Tomorrow, Thursday 16th November, 2023, something seems to have happened to have caused this premium valuable domain name to drop on the public drop auctions.
What do you think has happened?
If this is a massive mistake, what lessons can be learned?
They forgot to renew! Its a great 100% generic name. If they are smart they will bid the $50,000 max bid now before they lose it completely. Its at $30,000 and only 1 allowed bid increment left at $50,000
koala.com redirects to koala.com/en-au for local buyers, so I guess they just decided they wanted all traffic to go through the .com rather than using the .com.au? If they didn’t want the .com.au asset they could have given it to me rather than letting it drop though… 🙂
As we all saw today, the original company “Koala Sleep Pty Ltd” re-purchased their own domain name for $50,000.
This means, Koala Sleep accidentally forgot to renew their own “Koala.com.au” domain , and then it went to the public auction, and then they effectively RENEWED their own domain for $50,000 to gain control back over it.

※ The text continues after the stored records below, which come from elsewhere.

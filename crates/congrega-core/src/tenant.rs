//! Tenant identity and the tenant-scoped view over a store.
//!
//! A [`Tenant`] is built once per request from the caller's resolved
//! `company_id`. Every operation in this crate is a method on it, so every
//! store call carries the tenant filter without the caller repeating it.

use std::fmt;

use serde::{Deserialize, Serialize};
use uuid::Uuid;

use crate::store::CommunityStore;

/// The tenant (`company_id`) that owns every record.
#[derive(
  Debug, Clone, Copy, PartialEq, Eq, Hash, PartialOrd, Ord, Serialize,
  Deserialize,
)]
#[serde(transparent)]
pub struct CompanyId(Uuid);

impl CompanyId {
  pub fn new(id: Uuid) -> Self { Self(id) }

  pub fn random() -> Self { Self(Uuid::new_v4()) }

  pub fn as_uuid(&self) -> Uuid { self.0 }
}

impl From<Uuid> for CompanyId {
  fn from(id: Uuid) -> Self { Self(id) }
}

impl fmt::Display for CompanyId {
  fn fmt(&self, f: &mut fmt::Formatter<'_>) -> fmt::Result {
    self.0.fmt(f)
  }
}

/// A store handle pinned to a single tenant.
///
/// Operations are defined in the domain modules (`person`, `event`,
/// `attendance`, `ministry`, `cell`, `roster`) as inherent methods.
pub struct Tenant<'a, S> {
  pub(crate) store:   &'a S,
  pub(crate) company: CompanyId,
}

impl<'a, S: CommunityStore> Tenant<'a, S> {
  pub fn new(store: &'a S, company: CompanyId) -> Self {
    Self { store, company }
  }

  pub fn company(&self) -> CompanyId { self.company }
}

impl<S> fmt::Debug for Tenant<'_, S> {
  fn fmt(&self, f: &mut fmt::Formatter<'_>) -> fmt::Result {
    f.debug_struct("Tenant")
      .field("company", &self.company)
      .finish_non_exhaustive()
  }
}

And who profited from this $50,000 purchase?
The one-and-only Australian private company drop catcher profited 98% of this money for themselves… $49,992 approximately. auDA continues to allow them to run the monopoly of catching dropping Australian domain names. auDA enables this by not allowing any new Registrars or competition to enter the market. auDA have not approved a new Registrar for over 7 years – https://assets.com.au/drophero-com-au-cancels-domain-drop-catching-service/
What’s more interesting is that infamous DROP catching Co can show upcoming expired names up to 30 days ahead and again this was published too late for it to be published public and still renewed in the30 day renew grace period.

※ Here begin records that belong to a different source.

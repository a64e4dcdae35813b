//! Binding tests with an in-memory element and store.

use std::collections::HashMap;
use std::sync::atomic::{AtomicUsize, Ordering};
use std::time::Duration;

use async_trait::async_trait;

use super::*;
use crate::config::AssetPoolConfig;
use crate::error::{DownloadError, ProbeError};
use crate::filepool::FileEvent;
use crate::probe::{CapabilityProber, Reachability, SharedConnectivity};
use crate::site::{SiteInfo, SiteRegistry};
use crate::store::{FileKey, FileStore, LocalHandle};

const IMG_URL: &str = "http://site/pluginfile.php/1/mod_page/a.png";
const VIDEO_URL: &str = "http://site/pluginfile.php/1/mod_page/v.mp4";
const POSTER_URL: &str = "http://site/pluginfile.php/1/mod_page/p.jpg";

struct FakeTarget {
    tag: ElementTag,
    attrs: Mutex<HashMap<String, String>>,
    sources: Mutex<Vec<String>>,
}

impl FakeTarget {
    fn new(tag: ElementTag) -> Arc<Self> {
        Arc::new(Self {
            tag,
            attrs: Mutex::new(HashMap::new()),
            sources: Mutex::new(Vec::new()),
        })
    }

    fn with_attr(self: Arc<Self>, name: &str, value: &str) -> Arc<Self> {
        self.set_attribute(name, value);
        self
    }

    fn attr(&self, name: &str) -> Option<String> {
        self.attribute(name)
    }
}

#[async_trait]
impl RenderTarget for FakeTarget {
    fn tag(&self) -> ElementTag {
        self.tag
    }

    fn attribute(&self, name: &str) -> Option<String> {
        self.attrs.lock().unwrap().get(name).cloned()
    }

    fn set_attribute(&self, name: &str, value: &str) {
        self.attrs
            .lock()
            .unwrap()
            .insert(name.to_string(), value.to_string());
    }

    fn remove_attribute(&self, name: &str) {
        self.attrs.lock().unwrap().remove(name);
    }

    fn replace_source(&self, url: &str) {
        self.sources.lock().unwrap().push(url.to_string());
    }

    async fn wait_for_decode(&self) {
        tokio::time::sleep(Duration::from_millis(5)).await;
    }
}

/// Downloads of URLs containing "slow" take longer; "broken" ones fail.
#[derive(Default)]
struct FakeStore {
    files: Mutex<HashMap<FileKey, String>>,
    downloads: AtomicUsize,
}

#[async_trait]
impl FileStore for FakeStore {
    async fn download(&self, key: &FileKey, url: &str) -> Result<LocalHandle, DownloadError> {
        self.downloads.fetch_add(1, Ordering::SeqCst);
        let delay = if url.contains("slow") { 100 } else { 10 };
        tokio::time::sleep(Duration::from_millis(delay)).await;
        if url.contains("broken") {
            return Err(DownloadError::Http {
                url: url.to_string(),
                status: 404,
            });
        }
        let local = format!("file:///cache/{}/{}", key.site_id, key.file_id);
        self.files.lock().unwrap().insert(key.clone(), local.clone());
        Ok(LocalHandle {
            path: format!("/cache/{}/{}", key.site_id, key.file_id).into(),
            url: local,
            size: 1,
        })
    }

    fn has_local_copy(&self, key: &FileKey) -> bool {
        self.files.lock().unwrap().contains_key(key)
    }

    fn local_url_of(&self, key: &FileKey) -> Option<String> {
        self.files.lock().unwrap().get(key).cloned()
    }
}

struct NoTokenPath;

#[async_trait]
impl Reachability for NoTokenPath {
    async fn url_is_reachable(&self, _url: &str) -> Result<bool, ProbeError> {
        Ok(false)
    }
}

struct Fixture {
    pool: Filepool,
    store: Arc<FakeStore>,
    online: Arc<SharedConnectivity>,
}

impl Fixture {
    fn new() -> Self {
        let registry = Arc::new(SiteRegistry::new());
        registry.add_site(SiteInfo {
            id: "s1".to_string(),
            url: "http://site".to_string(),
            token: "TOK".to_string(),
            access_key: None,
        });
        let online = Arc::new(SharedConnectivity::new(true));
        let prober = CapabilityProber::new(Arc::new(NoTokenPath), online.clone());
        let store = Arc::new(FakeStore::default());
        let pool = Filepool::new(registry, prober, store.clone(), &AssetPoolConfig::default());
        Self { pool, store, online }
    }

    fn ctx(&self) -> BindingContext {
        BindingContext::new(self.pool.clone()).site("s1")
    }

    fn bind(&self, target: &Arc<FakeTarget>, inputs: ContentInputs) -> ExternalContent {
        ExternalContent::new(target.clone(), self.ctx(), inputs)
    }

    fn downloads(&self) -> usize {
        self.store.downloads.load(Ordering::SeqCst)
    }
}

fn local_of(url: &str) -> String {
    let key = ResourceKey::new("s1", url, "", "").file_key();
    format!("file:///cache/s1/{}", key.file_id)
}

fn remote_of(url: &str) -> String {
    format!(
        "{}?token=TOK&offline=1",
        url.replace("/pluginfile.php", "/webservice/pluginfile.php")
    )
}

async fn eventually(mut check: impl FnMut() -> bool) {
    for _ in 0..100 {
        if check() {
            return;
        }
        tokio::time::sleep(Duration::from_millis(10)).await;
    }
    panic!("condition not reached");
}

async fn wait_downloaded(rx: &mut broadcast::Receiver<FileEvent>) {
    loop {
        let ev = tokio::time::timeout(Duration::from_secs(2), rx.recv())
            .await
            .expect("timed out")
            .expect("channel closed");
        if ev.state == DownloadState::Downloaded {
            return;
        }
    }
}

#[tokio::test]
async fn image_is_bound_to_local_copy() {
    let f = Fixture::new();
    let img = FakeTarget::new(ElementTag::Img);
    let binding = f.bind(&img, ContentInputs::url(IMG_URL));
    assert_eq!(binding.state(), BindingState::Idle);

    binding.attach().await;
    binding.ready().await;

    assert_eq!(binding.state(), BindingState::Bound);
    assert_eq!(img.attr("src").unwrap(), local_of(IMG_URL));
    assert_eq!(img.attr("data-original-src").unwrap(), IMG_URL);
    assert_eq!(binding.resolved_url().unwrap(), local_of(IMG_URL));

    let mut loaded = binding.loaded();
    tokio::time::timeout(Duration::from_secs(1), loaded.wait_for(|l| *l))
        .await
        .unwrap()
        .unwrap();
    assert!(binding.is_loaded());
}

#[tokio::test]
async fn later_inputs_win_over_slower_earlier_resolution() {
    let f = Fixture::new();
    let img = FakeTarget::new(ElementTag::Img);
    let binding = f.bind(&img, ContentInputs::default());
    binding.attach().await;

    let slow = "http://site/pluginfile.php/1/mod_page/slow.png";
    let fast = "http://site/pluginfile.php/1/mod_page/fast.png";
    tokio::join!(binding.set_inputs(ContentInputs::url(slow)), async {
        tokio::time::sleep(Duration::from_millis(5)).await;
        binding.set_inputs(ContentInputs::url(fast)).await;
    });

    assert_eq!(img.attr("src").unwrap(), local_of(fast));
    assert_eq!(img.attr("data-original-src").unwrap(), fast);
    assert_eq!(binding.resolved_url().unwrap(), local_of(fast));
    assert_eq!(binding.inputs(), ContentInputs::url(fast));
    assert_eq!(f.downloads(), 2);
}

#[tokio::test]
async fn video_streams_remote_and_fetches_poster() {
    let f = Fixture::new();
    let video = FakeTarget::new(ElementTag::Video);
    let binding = f.bind(&video, ContentInputs::url(VIDEO_URL).with_poster(POSTER_URL));
    binding.attach().await;

    assert_eq!(
        video.attr("src").unwrap(),
        format!("{}#assetpool-embedded", remote_of(VIDEO_URL))
    );
    assert_eq!(video.attr("poster").unwrap(), local_of(POSTER_URL));
    assert_eq!(video.attr("data-original-poster").unwrap(), POSTER_URL);

    // The background download finishes and the element is rebound.
    eventually(|| video.attr("src") == Some(local_of(VIDEO_URL))).await;
    assert!(!binding.is_loaded());
}

#[tokio::test]
async fn links_to_site_files_get_no_fragment() {
    let f = Fixture::new();
    let link = FakeTarget::new(ElementTag::A);
    let binding = f.bind(&link, ContentInputs::url(VIDEO_URL));
    binding.attach().await;
    assert_eq!(link.attr("href").unwrap(), remote_of(VIDEO_URL));
    assert!(!binding.is_invalid());
}

#[tokio::test]
async fn foreign_links_and_local_urls_are_left_alone() {
    let f = Fixture::new();
    let link = FakeTarget::new(ElementTag::A);
    let binding = f.bind(&link, ContentInputs::url("https://example.com/page"));
    binding.attach().await;
    assert_eq!(link.attr("href").unwrap(), "https://example.com/page");
    assert!(link.attr("data-original-href").is_none());
    assert!(binding.is_invalid());
    assert_eq!(binding.state(), BindingState::Bound);

    let img = FakeTarget::new(ElementTag::Img);
    let local = f.bind(&img, ContentInputs::url("file:///sdcard/a.png"));
    local.attach().await;
    assert_eq!(img.attr("src").unwrap(), "file:///sdcard/a.png");
    assert_eq!(f.downloads(), 0);
}

#[tokio::test]
async fn tracks_are_always_downloaded() {
    let f = Fixture::new();
    let track = FakeTarget::new(ElementTag::Track);
    let url = "http://site/pluginfile.php/1/mod_page/subs.vtt";
    let binding = f.bind(&track, ContentInputs::url(url));
    binding.attach().await;
    assert_eq!(track.attr("src").unwrap(), local_of(url));
    assert_eq!(f.downloads(), 1);
}

#[tokio::test]
async fn source_elements_get_a_new_source() {
    let f = Fixture::new();
    let source = FakeTarget::new(ElementTag::Source);
    let binding = f.bind(&source, ContentInputs::url(VIDEO_URL));
    binding.attach().await;
    assert!(source.attr("src").is_none());
    assert_eq!(
        source.sources.lock().unwrap()[0],
        format!("{}#assetpool-embedded", remote_of(VIDEO_URL))
    );
}

#[tokio::test]
async fn failed_resolution_applies_original_url() {
    let f = Fixture::new();
    let img = FakeTarget::new(ElementTag::Img);
    let url = "http://site/pluginfile.php/1/mod_page/broken.png";
    let binding = f.bind(&img, ContentInputs::url(url));
    binding.attach().await;
    binding.ready().await;
    assert_eq!(binding.state(), BindingState::Failed);
    assert_eq!(img.attr("src").unwrap(), url);
    assert!(img.attr("data-original-src").is_none());
}

#[tokio::test]
async fn unsupported_elements_are_invalid() {
    let f = Fixture::new();
    let div = FakeTarget::new(ElementTag::Other);
    let binding = f.bind(&div, ContentInputs::url(IMG_URL));
    binding.attach().await;
    binding.ready().await;
    assert_eq!(binding.state(), BindingState::Failed);
    assert!(binding.is_invalid());
    assert!(div.attrs.lock().unwrap().is_empty());
}

#[tokio::test]
async fn data_and_empty_images_count_as_loaded() {
    let f = Fixture::new();
    let img = FakeTarget::new(ElementTag::Img);
    let binding = f.bind(&img, ContentInputs::url("data:image/png;base64,AAAA"));
    binding.attach().await;
    assert!(binding.is_loaded());
    assert_eq!(img.attr("src").unwrap(), "data:image/png;base64,AAAA");

    let empty = FakeTarget::new(ElementTag::Img);
    let binding = f.bind(&empty, ContentInputs::default());
    binding.attach().await;
    assert!(binding.is_loaded());
    assert!(empty.attr("src").is_none());
    assert!(binding.resolved_url().is_none());
}

#[tokio::test]
async fn inputs_before_attach_are_only_stored() {
    let f = Fixture::new();
    let img = FakeTarget::new(ElementTag::Img);
    let binding = f.bind(&img, ContentInputs::default());
    binding.set_inputs(ContentInputs::url(IMG_URL)).await;
    assert_eq!(binding.state(), BindingState::Idle);
    assert!(img.attr("src").is_none());

    binding.attach().await;
    assert_eq!(img.attr("src").unwrap(), local_of(IMG_URL));
}

#[tokio::test]
async fn detach_stops_watching_but_not_downloading() {
    let f = Fixture::new();
    let mut events = f.pool.subscribe();
    let video = FakeTarget::new(ElementTag::Video);
    let binding = f.bind(&video, ContentInputs::url(VIDEO_URL));
    binding.attach().await;
    let remote = video.attr("src").unwrap();

    binding.detach();
    wait_downloaded(&mut events).await;
    tokio::time::sleep(Duration::from_millis(30)).await;

    assert_eq!(f.downloads(), 1);
    assert_eq!(video.attr("src").unwrap(), remote);

    binding.set_inputs(ContentInputs::url(IMG_URL)).await;
    assert_eq!(video.attr("src").unwrap(), remote);
}

#[tokio::test]
async fn detach_before_attach_still_completes_ready() {
    let f = Fixture::new();
    let img = FakeTarget::new(ElementTag::Img);
    let binding = f.bind(&img, ContentInputs::url(IMG_URL));
    binding.detach();
    tokio::time::timeout(Duration::from_secs(1), binding.ready())
        .await
        .expect("ready never completed");
    assert_eq!(binding.state(), BindingState::Idle);
    assert!(img.attr("src").is_none());
}

#[tokio::test]
async fn dropped_binding_leaves_element_alone() {
    let f = Fixture::new();
    let mut events = f.pool.subscribe();
    let video = FakeTarget::new(ElementTag::Video);
    let binding = f.bind(&video, ContentInputs::url(VIDEO_URL));
    binding.attach().await;
    let remote = video.attr("src").unwrap();
    assert_eq!(remote, format!("{}#assetpool-embedded", remote_of(VIDEO_URL)));

    drop(binding);
    wait_downloaded(&mut events).await;
    tokio::time::sleep(Duration::from_millis(30)).await;

    assert_eq!(f.downloads(), 1);
    assert_eq!(video.attr("src").unwrap(), remote);
}

#[tokio::test]
async fn watcher_stops_after_failed_download() {
    let f = Fixture::new();
    let url = "http://site/pluginfile.php/1/mod_page/broken.mp4";
    let video = FakeTarget::new(ElementTag::Video);
    let binding = f.bind(&video, ContentInputs::url(url));
    binding.attach().await;
    assert_eq!(binding.state(), BindingState::Bound);

    eventually(|| binding.inner.tasks().iter().all(|t| t.is_finished())).await;
    assert_eq!(f.downloads(), 1);
    assert!(video.attr("src").unwrap().starts_with(&remote_of(url)));
}

#[tokio::test]
async fn trigger_download_starts_one_background_fetch() {
    let f = Fixture::new();
    f.online.set_online(false);
    let video = FakeTarget::new(ElementTag::Video);
    let binding = f.bind(&video, ContentInputs::url(VIDEO_URL));
    binding.attach().await;
    assert_eq!(f.downloads(), 0);

    f.online.set_online(true);
    assert!(binding.trigger_download().unwrap());
    assert!(!binding.trigger_download().unwrap());

    let img = FakeTarget::new(ElementTag::Img);
    let image = f.bind(&img, ContentInputs::url(IMG_URL));
    assert!(!image.trigger_download().unwrap());

    eventually(|| f.downloads() == 1).await;
}

#[tokio::test]
async fn formatted_elements_hand_their_urls_to_the_binding() {
    let f = Fixture::new();
    let video: Arc<FakeTarget> = FakeTarget::new(ElementTag::Video)
        .with_attr("src", VIDEO_URL)
        .with_attr("poster", POSTER_URL);
    let img = FakeTarget::new(ElementTag::Img).with_attr("src", IMG_URL);

    let targets: Vec<Arc<dyn RenderTarget>> = vec![video.clone(), img.clone()];
    let bindings = format::attach_all(targets, &f.ctx()).await;
    assert_eq!(bindings.len(), 2);
    assert_eq!(bindings[0].inputs(), ContentInputs::url(VIDEO_URL).with_poster(POSTER_URL));
    assert_eq!(video.attr("poster").unwrap(), local_of(POSTER_URL));
    assert_eq!(img.attr("src").unwrap(), local_of(IMG_URL));

    let no_site = BindingContext::new(f.pool.clone());
    let untouched = FakeTarget::new(ElementTag::Img).with_attr("src", IMG_URL);
    assert!(format::attach_external_content(untouched.clone(), no_site)
        .await
        .is_none());
    assert_eq!(untouched.attr("src").unwrap(), IMG_URL);
}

They seem to know nearly every trick … except their $250,000 crown.com.au loss, they where stabbed on by another Registrar and auDA ??
Only domains that are pending purge will be on the .au drop list, they don’t appear there during the 30 day expiration/grace period.

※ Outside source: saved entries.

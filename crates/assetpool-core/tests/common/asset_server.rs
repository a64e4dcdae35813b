//! Minimal HTTP/1.1 server that plays a learning site's file endpoints.
//!
//! Serves a fixed set of files under `/pluginfile.php/...`, reachable through
//! the plain, webservice and (optionally) token-path endpoints. Every request
//! line is recorded so tests can count fetches.

#![allow(dead_code)]

use std::collections::HashMap;
use std::io::{Read, Write};
use std::net::TcpListener;
use std::sync::{Arc, Mutex};
use std::thread;

#[derive(Debug, Clone, Copy)]
pub struct AssetServerOptions {
    /// If false, HEAD returns 405 (servers that block HEAD).
    pub head_allowed: bool,
    /// If false, `/tokenpluginfile.php/...` answers 404.
    pub token_path: bool,
}

impl Default for AssetServerOptions {
    fn default() -> Self {
        Self {
            head_allowed: true,
            token_path: true,
        }
    }
}

pub struct AssetServer {
    /// Site URL without trailing slash, e.g. "http://127.0.0.1:12345".
    pub base: String,
    requests: Arc<Mutex<Vec<String>>>,
}

impl AssetServer {
    /// Recorded request lines, e.g. "GET /pluginfile.php/1/a.png?offline=1".
    pub fn requests(&self) -> Vec<String> {
        self.requests.lock().unwrap().clone()
    }

    /// Requests with `method` whose target contains `needle`.
    pub fn count(&self, method: &str, needle: &str) -> usize {
        self.requests()
            .iter()
            .filter(|r| r.starts_with(method) && r.contains(needle))
            .count()
    }

    pub fn url(&self, path: &str) -> String {
        format!("{}{}", self.base, path)
    }
}

/// Starts a server in a background thread. `files` maps plain paths such as
/// "/pluginfile.php/1/mod_page/a.png" to bodies. Runs until the process exits.
pub fn start(files: Vec<(&str, Vec<u8>)>, opts: AssetServerOptions) -> AssetServer {
    let listener = TcpListener::bind("127.0.0.1:0").expect("bind");
    let port = listener.local_addr().unwrap().port();
    let files: Arc<HashMap<String, Vec<u8>>> =
        Arc::new(files.into_iter().map(|(p, b)| (p.to_string(), b)).collect());
    let requests = Arc::new(Mutex::new(Vec::new()));
    let log = Arc::clone(&requests);
    thread::spawn(move || {
        for stream in listener.incoming().flatten() {
            let files = Arc::clone(&files);
            let log = Arc::clone(&log);
            thread::spawn(move || handle(stream, &files, &log, opts));
        }
    });
    AssetServer {
        base: format!("http://127.0.0.1:{}", port),
        requests,
    }
}

/// Map any endpoint form back to the plain `/pluginfile.php/...` path.
fn plain_path(target: &str, opts: AssetServerOptions) -> Option<String> {
    let path = target.split('?').next().unwrap_or("");
    if let Some(rest) = path.strip_prefix("/webservice/pluginfile.php/") {
        return Some(format!("/pluginfile.php/{rest}"));
    }
    if let Some(rest) = path.strip_prefix("/tokenpluginfile.php/") {
        if !opts.token_path {
            return None;
        }
        let (_key, rest) = rest.split_once('/')?;
        return Some(format!("/pluginfile.php/{rest}"));
    }
    Some(path.to_string())
}

fn handle(
    mut stream: std::net::TcpStream,
    files: &HashMap<String, Vec<u8>>,
    log: &Mutex<Vec<String>>,
    opts: AssetServerOptions,
) {
    let _ = stream.set_read_timeout(Some(std::time::Duration::from_secs(2)));
    let _ = stream.set_write_timeout(Some(std::time::Duration::from_secs(2)));
    let mut buf = [0u8; 8192];
    let n = match stream.read(&mut buf) {
        Ok(0) | Err(_) => return,
        Ok(n) => n,
    };
    let Ok(request) = std::str::from_utf8(&buf[..n]) else {
        return;
    };
    let mut first = request.lines().next().unwrap_or("").split_whitespace();
    let method = first.next().unwrap_or("").to_string();
    let target = first.next().unwrap_or("").to_string();
    let ranged = request
        .lines()
        .any(|l| l.to_ascii_lowercase().starts_with("range: bytes=0-0"));
    log.lock().unwrap().push(format!("{method} {target}"));

    if method == "HEAD" && !opts.head_allowed {
        let _ = stream.write_all(b"HTTP/1.1 405 Method Not Allowed\r\nContent-Length: 0\r\n\r\n");
        return;
    }
    let body = match plain_path(&target, opts).and_then(|p| files.get(&p)) {
        Some(body) => body,
        None => {
            let _ = stream.write_all(b"HTTP/1.1 404 Not Found\r\nContent-Length: 0\r\n\r\n");
            return;
        }
    };
    let (status, slice) = if ranged && !body.is_empty() {
        ("206 Partial Content", &body[..1])
    } else {
        ("200 OK", &body[..])
    };
    let head = format!(
        "HTTP/1.1 {}\r\nContent-Length: {}\r\nConnection: close\r\n\r\n",
        status,
        slice.len()
    );
    let _ = stream.write_all(head.as_bytes());
    if method == "GET" {
        let _ = stream.write_all(slice);
    }
}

This would be nice to do. But there is no money to be made. A registrar is sending out email warning notices that the domain is expiring. The owner ignores the notices. There is no point in making it public sooner as the only one who can purchase it is the owner. More to be made if a name goes to auction than renewal. The Goal of the company is to make money so you will never see a public service list like this.
A public visible grace period list subverts the whois privacy by disclosing the domain expiry date. This would probably be against some auDA rule.
$50k twice, once as an end user in 2017, now paying $50k wholesale at a 24 hour expired domain auction with investors as underbidders
This implies an end user price tag / valuation of $150-200k, since the underbidder was $30k and very likely an investor
Kudos to the domain manager and company who weren’t afraid to rebuy, which implies human error at play in missing the renewal
A good question to ask the monopoly drop service – “Did you reach out to the Koala Mattress people and say to them *we are the only ones who can catch it for you, and there’s a $30,000 bid so far* – but how will we, the public, ever know if there even was a $30k bid? No one is governing their aftermarket auctions. They are a private company and answer to no one. And they are the only one. Years later, and still shocking.
Koala.com.au also had priority rights to koala.au. When koala.com.au dropped the token was deleted and the .net.au owner is now the proud owner of koala.au
Auda still has not processed the token renewals. Who knows maybe koala.net.au did not renew their token but because of the delay by auDA still got the direct koala.au.